Musique électro en fond sonore, néons roses au sol quadrillant l’espace de jeu, pas de doute, à peine rentrés dans la salle, nous sommes plongés dans l’ambiance festive d’une boite de nuit. Derrière un paravent noir, des mollets galbés, perchés sur des talons d’au moins 12 cm, se laissent emporter par le rythme, ignorant tout du monde extérieur. Il se fait tard. Il est temps de quitter l’atmosphère ouatée, protectrice du Zanzi, le club « queer » du coin et de rentrer chez soi.
Remettre le masque
Dans le cokpit étroit de sa voiture familiale, Mathilda enlève méticuleusement ses habits de lumière, ses faux-cils, son maquillage et redevient douloureusement, tristement Laurent.
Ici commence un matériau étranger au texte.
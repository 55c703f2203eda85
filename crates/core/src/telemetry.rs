//! Process-wide logging setup.
//!
//! The core never chooses a logging *backend* — it only configures
//! `tracing`'s dispatcher once, the way the embedding binary (`gateway-app`)
//! asks it to. Audit records (see `gateway::audit`) ride the same
//! dispatcher on a dedicated `target = "audit"` so they can be routed
//! independently by whatever `tracing_subscriber::Layer` the operator adds.

use std::sync::Once;

use tracing_subscriber::EnvFilter;

static INIT: Once = Once::new();

/// Initialise the global `tracing` subscriber. Safe to call more than once —
/// only the first call takes effect, matching the process-wide "init once,
/// no teardown" shape of the other global caches in this crate.
pub fn init(json: bool) {
	INIT.call_once(|| {
		let filter = EnvFilter::try_from_default_env().unwrap_or_else(|_| EnvFilter::new("info"));
		let subscriber = tracing_subscriber::fmt().with_env_filter(filter);
		if json {
			subscriber.json().init();
		} else {
			subscriber.init();
		}
	});
}

pub mod testing {
	/// Install a logger suitable for `cargo test` output; cheap to call from
	/// every test since it's idempotent.
	pub fn setup_test_logging() {
		super::init(false);
	}
}
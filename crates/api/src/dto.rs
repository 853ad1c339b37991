use common::config::FailurePolicy;
use normalizer::RepositoryIdentity;
use serde::{Deserialize, Serialize};

/// Query string of the activity endpoints; mirrors the dashboard's navigation state.
#[derive(Debug, Default, Deserialize)]
pub struct ActivityQuery {
    /// Repository owner login.
    pub github: Option<String>,
    /// Repository name or GitHub URL.
    pub repo: Option<String>,
    #[serde(default)]
    pub raw: bool,
    pub policy: Option<FailurePolicy>,
}

impl ActivityQuery {
    pub fn owner(&self) -> &str {
        self.github.as_deref().unwrap_or_default()
    }

    pub fn raw_repo(&self) -> &str {
        self.repo.as_deref().unwrap_or_default()
    }
}

#[derive(Debug, Serialize)]
pub struct IdentityDto {
    pub owner: String,
    pub repo: String,
    pub full_name: String,
    pub html_url: String,
}

impl From<RepositoryIdentity> for IdentityDto {
    fn from(identity: RepositoryIdentity) -> Self {
        Self {
            owner: identity.owner().to_string(),
            repo: identity.repo().to_string(),
            full_name: identity.full_name(),
            html_url: identity.html_url(),
        }
    }
}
Marié à Solange, père de deux enfants, l’homme est plutôt heureux dans sa vie de couple. Il n’a rien à reprocher à sa femme, bien au contraire. Il l’aime profondément. Juste un sentiment ancré intimement en lui, son genre n’est pas son sexe. Il se sait, se sent femme. Mais comment assumé sa véritable identité face à ses proches, ses collègues, face à une société binaire assez intolérante avec les différences, et ceux qui ne rentrent pas dans la norme ?
Une fable humaine
Plongeant dans les secrets d’une transition, Léonor de Récondo trace avec justesse le récit d’une vie, celle d’un homme qui, après avoir rempli toutes les cases, décide enfin d’être elle. Par touches, par étapes, on suit le parcours de Laurent, du travestissement tapageur, honteux, à la transformation hormonale puis chirurgicale qui met en lumière Lauren, son vrai moi. Trop sage peut être, le texte ne cherche pas la polémique, la controverse. C’est en douceur que l’autrice nous guide dans ce parcours initiatique, qui peut rappeler celui de Mathilde Daudet, petite fille du célèbre auteur des Lettre de mon moulin, dans Choisir de Vivre.
L’acceptation de l’autre
Dessinant les contours d’une histoire complexe, sans éviter les heurts, les incompréhensions, les malaises, mais où, sommes toutes, l’apparente facilité masque la trop souvent dure et violente réalité, Léonor de Récondo va à l’essentiel, le ressenti intime de son personnage. C’est toute la force de son récit, l’ancrer dans un monde où la liberté d’être soi pourrait être envisageable bien au-delà des préjugés. Laurent n’est pas homo, Solange est son unique amour, il est simplement femme et souhaite enfin accorder sexe et genre.
Une adaptation fidèle
Sébastien Desjours s’empare de ce texte avec une belle justesse. Loin de tous clichés, de toutes caricatures, il donne au personnage de Laurent, de Lauren, des teintes pleines de nuances. Il est lui, puis elle. Jamais folle, toujours dans le bon ton, il met en lumière la vérité, sans fard, sans excès, de cette transition. Refusant le travestissement, la pastiche, il joue une savante partition toujours à l’équilibre entre féminin et masculin. Seuls les accessoires, une veste de tailleur, des chaussures à talon, permettent de suivre le parcours d’un être qui enfin accepte de quitter l’ombre d’un corps sexué qui n’est pas le sien pour le grand jour, celui d’un féminin heureux.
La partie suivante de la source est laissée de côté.